## PROVIDED RECORDS:

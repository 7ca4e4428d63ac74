use log::{debug, info, warn};

use super::hash::GENESIS_PREVIOUS_HASH;
use super::{Block, BlockTemplate, MiningObserver, PROGRESS_CADENCE, ProofOfWork, Seal};
use super::{DEFAULT_DIFFICULTY, clamp_difficulty};
use crate::error::{LedgerError, Result};

/// Knobs for the nonce search, independent of difficulty.
#[derive(Debug, Clone, Copy, PartialEq, Eq)]
pub struct MiningPolicy {
    pub progress_every: u64,
    pub max_attempts: Option<u64>,
}

impl Default for MiningPolicy {
    fn default() -> Self {
        Self {
            progress_every: PROGRESS_CADENCE,
            max_attempts: None,
        }
    }
}

/// In-memory, single-writer hash chain secured by Proof-of-Work.
///
/// Only `mine_and_append`/`commit_block`, the tamper simulator and the
/// validator mutate it; everything else reads through accessors.
#[derive(Debug, Clone)]
pub struct Ledger {
    blocks: Vec<Block>,
    difficulty: u32,
    chain_valid: bool,
    policy: MiningPolicy,
}

impl Default for Ledger {
    fn default() -> Self {
        Self::new(DEFAULT_DIFFICULTY)
    }
}

impl Ledger {
    /// Create an empty ledger. `difficulty` is clamped to `[1, 5]`.
    pub fn new(difficulty: u32) -> Self {
        Self::with_policy(difficulty, MiningPolicy::default())
    }

    pub fn with_policy(difficulty: u32, policy: MiningPolicy) -> Self {
        Self {
            blocks: Vec::new(),
            difficulty: clamp_difficulty(difficulty),
            chain_valid: true,
            policy,
        }
    }

    pub fn blocks(&self) -> &[Block] {
        &self.blocks
    }

    pub fn last_block(&self) -> Option<&Block> {
        self.blocks.last()
    }

    pub fn len(&self) -> usize {
        self.blocks.len()
    }

    pub fn is_empty(&self) -> bool {
        self.blocks.is_empty()
    }

    pub fn difficulty(&self) -> u32 {
        self.difficulty
    }

    /// Last verdict from validation or tampering.
    pub fn chain_valid(&self) -> bool {
        self.chain_valid
    }

    pub fn policy(&self) -> MiningPolicy {
        self.policy
    }

    /// Change the difficulty for the next chain. Clamped to `[1, 5]`;
    /// refused once the first block has been mined.
    pub fn set_difficulty(&mut self, difficulty: u32) -> Result<u32> {
        if !self.blocks.is_empty() {
            return Err(LedgerError::DifficultyLocked);
        }
        self.difficulty = clamp_difficulty(difficulty);
        Ok(self.difficulty)
    }

    /// Proof-of-Work configured for this ledger.
    pub fn proof_of_work(&self) -> ProofOfWork {
        ProofOfWork::new(self.difficulty)
            .with_progress_every(self.policy.progress_every)
            .with_max_attempts(self.policy.max_attempts)
    }

    /// Mine `data` into a new block and append it.
    ///
    /// Holding `&mut self` for the whole search keeps the tip read and the
    /// append atomic. An aborted or cancelled search appends nothing.
    pub fn mine_and_append<O>(&mut self, data: &str, observer: &mut O) -> Result<&Block>
    where
        O: MiningObserver + ?Sized,
    {
        let template = self.prepare_block(data)?;
        let seal = self.proof_of_work().search(&template, observer)?;
        self.commit_block(template, seal)
    }

    /// Snapshot index, timestamp and previous hash for a block carrying `data`.
    pub fn prepare_block(&self, data: &str) -> Result<BlockTemplate> {
        if data.trim().is_empty() {
            return Err(LedgerError::EmptyData);
        }
        self.ensure_unlocked()?;

        let index = self.blocks.len() as u64;
        let previous_hash = match self.blocks.last() {
            Some(prev) => prev.hash.clone(),
            None => GENESIS_PREVIOUS_HASH.to_string(),
        };
        let template = BlockTemplate::new(index, data.to_string(), previous_hash);
        debug!(
            "TEMPLATE height={} prev={} diff={}",
            template.index, template.previous_hash, self.difficulty
        );
        Ok(template)
    }

    /// Append a block mined from `template`, provided the chain has not
    /// moved or been compromised since the template was prepared.
    pub fn commit_block(&mut self, template: BlockTemplate, seal: Seal) -> Result<&Block> {
        self.ensure_unlocked()?;

        let tip_hash = self
            .blocks
            .last()
            .map_or(GENESIS_PREVIOUS_HASH, |b| b.hash.as_str());
        if template.index != self.blocks.len() as u64 || template.previous_hash != tip_hash {
            warn!("stale template for block #{}: head moved", template.index);
            return Err(LedgerError::StaleTemplate);
        }
        if !self.proof_of_work().verify(&template, &seal) {
            warn!("rejected seal for block #{} (nonce={})", template.index, seal.nonce);
            return Err(LedgerError::InvalidSeal);
        }

        info!(
            "MINER - sealed block #{} (hash={}, nonce={}, attempts={})",
            template.index, seal.hash, seal.nonce, seal.attempts
        );
        self.blocks.push(template.into_block(seal));
        Ok(&self.blocks[self.blocks.len() - 1])
    }

    /// Drop every block and clear the compromised state. Difficulty is kept.
    pub fn reset(&mut self) {
        info!("chain reset ({} blocks dropped)", self.blocks.len());
        self.blocks.clear();
        self.chain_valid = true;
    }

    fn ensure_unlocked(&self) -> Result<()> {
        if !self.blocks.is_empty() && !self.chain_valid {
            warn!("append refused: chain is compromised");
            return Err(LedgerError::ChainLocked);
        }
        Ok(())
    }

    pub(crate) fn blocks_mut(&mut self) -> &mut [Block] {
        &mut self.blocks
    }

    pub(crate) fn set_chain_valid(&mut self, valid: bool) {
        self.chain_valid = valid;
    }
}

#[cfg(test)]
mod tests {
    use super::*;
    use crate::blockchain::hash::meets_difficulty;

    fn mine(ledger: &mut Ledger, data: &str) -> Block {
        ledger
            .mine_and_append(data, &mut |_: u64| {})
            .expect("mine")
            .clone()
    }

    #[test]
    fn first_block_links_to_sentinel() {
        let mut ledger = Ledger::new(2);
        let b = mine(&mut ledger, "genesis");
        assert_eq!(b.index, 0);
        assert_eq!(b.previous_hash, GENESIS_PREVIOUS_HASH);
        assert!(meets_difficulty(&b.hash, 2));
        assert_eq!(b.compute_hash(), b.hash);
        assert!(b.valid && !b.tampered);
    }

    #[test]
    fn blocks_link_to_predecessor() {
        let mut ledger = Ledger::new(1);
        for data in ["a", "b", "c"] {
            mine(&mut ledger, data);
        }
        assert_eq!(ledger.len(), 3);
        for (i, pair) in ledger.blocks().windows(2).enumerate() {
            assert_eq!(pair[1].previous_hash, pair[0].hash);
            assert_eq!(pair[1].index, i as u64 + 1);
        }
        assert_eq!(ledger.last_block().map(|b| b.data.as_str()), Some("c"));
    }

    #[test]
    fn empty_or_blank_data_is_rejected() {
        let mut ledger = Ledger::new(1);
        for data in ["", "   ", "\t\n"] {
            let err = ledger.mine_and_append(data, &mut |_: u64| {}).unwrap_err();
            assert_eq!(err, LedgerError::EmptyData);
        }
        assert!(ledger.is_empty());
    }

    #[test]
    fn difficulty_is_clamped_and_locked() {
        let mut ledger = Ledger::new(9);
        assert_eq!(ledger.difficulty(), 5);
        assert_eq!(ledger.set_difficulty(0), Ok(1));
        assert_eq!(ledger.set_difficulty(3), Ok(3));

        mine(&mut ledger, "x");
        assert_eq!(ledger.set_difficulty(1), Err(LedgerError::DifficultyLocked));
        assert_eq!(ledger.difficulty(), 3);

        ledger.reset();
        assert_eq!(ledger.difficulty(), 3);
        assert_eq!(ledger.set_difficulty(2), Ok(2));
    }

    #[test]
    fn progress_is_reported_while_mining() {
        let policy = MiningPolicy {
            progress_every: 1,
            max_attempts: None,
        };
        let mut ledger = Ledger::with_policy(2, policy);
        let mut seen = Vec::new();
        let block = ledger
            .mine_and_append("progress", &mut |n: u64| seen.push(n))
            .expect("mine")
            .clone();
        assert_eq!(seen.last().copied(), Some(block.nonce + 1));
    }

    #[test]
    fn aborted_search_leaves_ledger_untouched() {
        let policy = MiningPolicy {
            progress_every: 100,
            max_attempts: Some(1),
        };
        let mut ledger = Ledger::with_policy(5, policy);
        let err = ledger
            .mine_and_append("unlikely", &mut |_: u64| {})
            .unwrap_err();
        assert_eq!(err, LedgerError::MiningAborted { attempts: 1 });
        assert!(ledger.is_empty());
    }

    #[test]
    fn stale_template_is_rejected() {
        let mut ledger = Ledger::new(1);
        let template = ledger.prepare_block("late").expect("template");
        let seal = ledger
            .proof_of_work()
            .search(&template, &mut |_: u64| {})
            .expect("search");

        mine(&mut ledger, "first");
        assert_eq!(
            ledger.commit_block(template, seal),
            Err(LedgerError::StaleTemplate)
        );
        assert_eq!(ledger.len(), 1);
    }

    #[test]
    fn forged_seal_is_rejected() {
        let mut ledger = Ledger::new(1);
        let template = ledger.prepare_block("forged").expect("template");
        let seal = Seal {
            hash: GENESIS_PREVIOUS_HASH.to_string(),
            nonce: 0,
            attempts: 1,
        };
        assert_eq!(
            ledger.commit_block(template, seal),
            Err(LedgerError::InvalidSeal)
        );
        assert!(ledger.is_empty());
    }

    #[test]
    fn reset_clears_chain_and_lock() {
        let mut ledger = Ledger::new(1);
        mine(&mut ledger, "a");
        ledger.set_chain_valid(false);
        assert_eq!(
            ledger.prepare_block("b").unwrap_err(),
            LedgerError::ChainLocked
        );

        ledger.reset();
        assert!(ledger.is_empty());
        assert!(ledger.chain_valid());
        mine(&mut ledger, "b");
        assert_eq!(ledger.len(), 1);
    }
}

## TASK PROMPT:
Go through the material and copy each line that contains "MiningObserver".

## EXERCISE ANSWER:
use super::{Block, BlockTemplate, MiningObserver, PROGRESS_CADENCE, ProofOfWork, Seal};
        O: MiningObserver + ?Sized,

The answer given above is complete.